The Refugee Crisis and a Theory of Flight
In 1970, my parents packed us up and moved us from a two-bedroom apartment in Rockaway Beach, N.Y., to Central Jersey. My brother had just…
In 1970, my parents packed us up and moved us from a two-bedroom apartment in Rockaway Beach, N.Y., to Central Jersey. My brother had just been born, and the apartment was now too small for the five of us.
The house we moved into, a for-bedroom colonial in a new development in a formerly rural town, was significantly larger and the neighborhood was literally under construction. It also was overwhelmingly white, with most of the men traveling to New York by train or bus for work, and the women staying home.
The narrative we tell ourselves — and by this, I mean the majority of people who fled to the suburbs in the 1960s and 1970s — to explain the move is one that will sound familiar to anyone paying attention to the current immigration debate. My parents were seeking a better life. They were seeking more room — but they also were fleeing violence and demographic change. The crime rate in the nation’s cities was rising and the complexion of those moving in had grown darker. Descendants of immigrants — Jews, Italians, Poles, Irish — once not seen as white were now running from their new black and Hispanic neighbors, who they blamed for the changing “quality of life.”
The animus and fear that drove whites from cities — called white flight — is well-documented and researched, and on some level is understandable. The changing world was difficult to grapple with for the generation that came of age during and shortly after World War II. Economic growth and the GI Bill meant there was money available, and housing developers were dividing up large tracts of agricultural land into smaller parcels, building houses and marketing them to the new middle-management class as an escape from the hardships of the city, while playing on the mythologies of wide-open spaces and the American Dream.
The mythological America advertised to potential homebuyers was white — if not in word, then in the images presented, which were nearly always of a Father Knows Best family. The unstated comparison was clear.
I raise this history for two reasons: First, the arguments made by my parents and others of their generation for their move are similar to those making the trek north from Central America, though the threats facing today’s migrants (as was the case for African Americans during the Great Migration and Puerto Ricans during the ’50s, ’60s, and ’70s) are existential in nature while the threats facing the whites fleeing the cities were far less so.
Parents want better for their kids. My parents made what they thought was the right decision for our family and, while elements of their motives are suspect, no one should fault them for it.
The second reason is the parallels between the fears that drove white flight and the fears and hatred driving today’s anti-immigration efforts and attitudes. The language used to describe Puerto Rican’s and blacks in the ’60s and ’70s, the assumptions about them as broad social and racial categories, are far too similar to what we hear today to dismiss.
Puerto Rican’s were said to not have the same sense of concern for their homes or neighborhoods as whites. They were “dirty”and “dark,” uneducatable “infestations.” Blacks were the same. And both groups were blamed for the collapse of urban American in the north.
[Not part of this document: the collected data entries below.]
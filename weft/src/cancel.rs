// Copyright 2025 Jonas Kruckenberg
//
// Licensed under the Apache License, Version 2.0, <LICENSE-APACHE or
// http://apache.org/licenses/LICENSE-2.0> or the MIT license <LICENSE-MIT or
// http://opensource.org/licenses/MIT>, at your option. This file may not be
// copied, modified, or distributed except according to those terms.

//! Cancellation state shared between a task and everything that can cancel it.
//!
//! Cancellation is a request, not an interrupt: [`CancelState::request`]
//! records the request and wakes the task, and the task's poll wrapper
//! delivers it by dropping the future at its next suspension point, provided
//! no [`ShieldGuard`] is alive. Dropping the future runs destructors in
//! reverse order, which is what makes cancellation synchronous and final.
//!
//! Futures that need to survive a pending request hold a shield:
//! [`non_cancellable`] wraps an arbitrary future in one, and
//! [`until_cancelled`] turns a pending request into a value so that cleanup
//! work can run before the task winds down.

use crate::task;
use core::cell::{Cell, RefCell};
use core::future::Future;
use core::pin::Pin;
use core::task::{Context, Poll, Waker};
use pin_project::pin_project;
use std::rc::Rc;

/// Per-task cancellation record.
///
/// Shared as `Rc<CancelState>` between the owning task, its shield guards,
/// and anyone holding a cancel handle to the task.
#[derive(Debug, Default)]
pub(crate) struct CancelState {
    requested: Cell<bool>,
    shield: Cell<u32>,
    waker: RefCell<Option<Waker>>,
}

// === impl CancelState ===

impl CancelState {
    pub(crate) fn new() -> Self {
        Self::default()
    }

    /// Records a cancellation request and wakes the task so its poll wrapper
    /// can act on it. Idempotent.
    ///
    /// The task is woken even while shielded: shielded futures such as
    /// [`UntilCancelled`] observe the request without being dropped.
    pub(crate) fn request(&self) {
        if !self.requested.replace(true) {
            tracing::trace!("cancellation requested");
        }
        self.wake();
    }

    pub(crate) fn is_requested(&self) -> bool {
        self.requested.get()
    }

    /// Whether the poll wrapper should drop the future instead of polling it.
    pub(crate) fn should_drop(&self) -> bool {
        self.requested.get() && self.shield.get() == 0
    }

    /// Installs the waker that [`request`][Self::request] uses to reschedule
    /// the task. Called by the poll wrapper on every poll.
    pub(crate) fn set_waker(&self, waker: Waker) {
        *self.waker.borrow_mut() = Some(waker);
    }

    /// Discards the stored waker. The waker keeps the task alive, so a
    /// completed task must drop it or the two hold each other forever.
    pub(crate) fn clear_waker(&self) {
        self.waker.borrow_mut().take();
    }

    fn wake(&self) {
        let waker = self.waker.borrow_mut().take();
        if let Some(waker) = waker {
            waker.wake();
        }
    }

    fn shield_enter(&self) {
        self.shield.set(self.shield.get() + 1);
    }

    fn shield_exit(&self) {
        let remaining = self.shield.get() - 1;
        self.shield.set(remaining);
        if remaining == 0 && self.requested.get() {
            // the pending request becomes deliverable again
            self.wake();
        }
    }
}

/// RAII shield against cancellation delivery.
///
/// While at least one guard is alive the task's future is polled normally
/// even when cancellation has been requested. Dropping the last guard with a
/// request pending reschedules the task so the request can be delivered.
pub(crate) struct ShieldGuard {
    cancel: Rc<CancelState>,
}

// === impl ShieldGuard ===

impl ShieldGuard {
    pub(crate) fn new(cancel: Rc<CancelState>) -> Self {
        cancel.shield_enter();
        Self { cancel }
    }

    /// Shields the current task, if any. Outside a task there is nothing to
    /// shield against and `None` is returned.
    pub(crate) fn for_current_task() -> Option<Self> {
        task::current_cancel().map(Self::new)
    }
}

impl Drop for ShieldGuard {
    fn drop(&mut self) {
        self.cancel.shield_exit();
    }
}

/// Wraps `future` so that it always runs to completion, even if the
/// surrounding task is cancelled while it is in flight.
///
/// The cancellation request stays pending and is delivered at the first
/// unshielded suspension point after the wrapped future completes.
pub fn non_cancellable<F: Future>(future: F) -> NonCancellable<F> {
    NonCancellable {
        future,
        guard: None,
        started: false,
    }
}

/// Future returned by [`non_cancellable`].
#[pin_project]
pub struct NonCancellable<F> {
    #[pin]
    future: F,
    guard: Option<ShieldGuard>,
    started: bool,
}

// === impl NonCancellable ===

impl<F: Future> Future for NonCancellable<F> {
    type Output = F::Output;

    fn poll(self: Pin<&mut Self>, cx: &mut Context<'_>) -> Poll<Self::Output> {
        let this = self.project();
        if !*this.started {
            *this.started = true;
            *this.guard = ShieldGuard::for_current_task();
        }

        let output = core::task::ready!(this.future.poll(cx));
        // release the shield before returning so a pending request can be
        // delivered at the caller's next suspension point
        *this.guard = None;
        Poll::Ready(output)
    }
}

/// Suspends until the surrounding task is cancelled, then runs `cleanup` to
/// completion before resolving.
///
/// The returned future holds a shield for its whole lifetime, so the task is
/// never dropped while it is pending; instead the cancellation request is
/// surfaced as the future resolving. Code after the `.await` runs until the
/// next unshielded suspension point, at which the task winds down as usual.
///
/// Outside a task the future never resolves.
pub fn until_cancelled<F: Future>(cleanup: F) -> UntilCancelled<F> {
    UntilCancelled {
        cleanup,
        guard: None,
        state: UntilState::Waiting,
    }
}

/// Future returned by [`until_cancelled`].
#[pin_project]
pub struct UntilCancelled<F> {
    #[pin]
    cleanup: F,
    guard: Option<ShieldGuard>,
    state: UntilState,
}

#[derive(Clone, Copy, Debug, Eq, PartialEq)]
enum UntilState {
    Waiting,
    Cleanup,
    Done,
}

// === impl UntilCancelled ===

impl<F: Future> Future for UntilCancelled<F> {
    type Output = F::Output;

    fn poll(self: Pin<&mut Self>, cx: &mut Context<'_>) -> Poll<Self::Output> {
        let this = self.project();

        if *this.state == UntilState::Waiting {
            if this.guard.is_none() {
                *this.guard = ShieldGuard::for_current_task();
            }
            let requested = task::current_cancel().is_some_and(|cancel| cancel.is_requested());
            if !requested {
                // CancelState::request wakes the task waker directly, so no
                // extra registration is needed; outside a task we just park
                return Poll::Pending;
            }
            tracing::trace!("cancellation observed, running cleanup");
            *this.state = UntilState::Cleanup;
        }

        debug_assert_eq!(*this.state, UntilState::Cleanup);
        let output = core::task::ready!(this.cleanup.poll(cx));
        *this.state = UntilState::Done;
        *this.guard = None;
        Poll::Ready(output)
    }
}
The language and arguments should ring familiar. It is the same language and rationale used by President Trump and his supporters (and more broadly by the nativist GOP Freedom Caucus for more than a decade).
It’s how we assign blame and explain our fears of a changing nation and world, and of an economy that works only for some. The collapse of American cities was caused by a set of economic decisions that bled urban America of its tax revenue and higher-paying manual labor jobs, which led to massive cuts in education and policing, a loss of middle-class residents and the further impoverishment of those left behind. Crime and other social ills were the result of this thicket of policies; crime and poverty then became an excuse for further disinvestment and. Downward spiral ensued. It’s like the human body, which has a natural level of resistance to viruses and infection; when that resistance is compromised, the body gets sick.
The United States has been in the midst of an economic transformation for the last several decades. Good-paying, non-college jobs have been vanishing thanks to automation, global trade rules, and the financial inaction of our economy overall. Short-term profit, immediate return on investment, the stock market — this is what drives the economy and determines work and wages in the 21st Century. It also has helped lead to the devastation of the Global South, which has been used as a laboratory by free-marketeers for years. American leaders have helped prop up dictators and have attempted to control the fates of places like Honduras and Guatemala, leaving them destabilized, impoverished and gang-ridden. Violence is a daily fact for the citizens of these poor nations to our south, thanks to U.S. policies. So, as many of the undocumented immigrants I’ve interviewed in recent years tell me, they flee, heading north, hoping to start over in the United States. All they want is peace and a better life for their children and themselves.
It’s an old story, and our response to them follows the same playbook white northerners used when Southern Blacks moved north. We — white Americans — have nowhere to run today, so we create categories and rules designating migrants as a threat, as dangerous, and we use language that dehumanizes people who are just seeking the same things all of us want: safety, security, stability, and freedom.
My parents fled to central New Jersey. Others fled from Brooklyn or Chicago to other suburbs, or from the Jim Crow South or Puerto Rico or Cuba or Central America to Chicago, Los Angeles, Cleveland, etc. It is the human condition to seek something better. In this way, we are all refugees.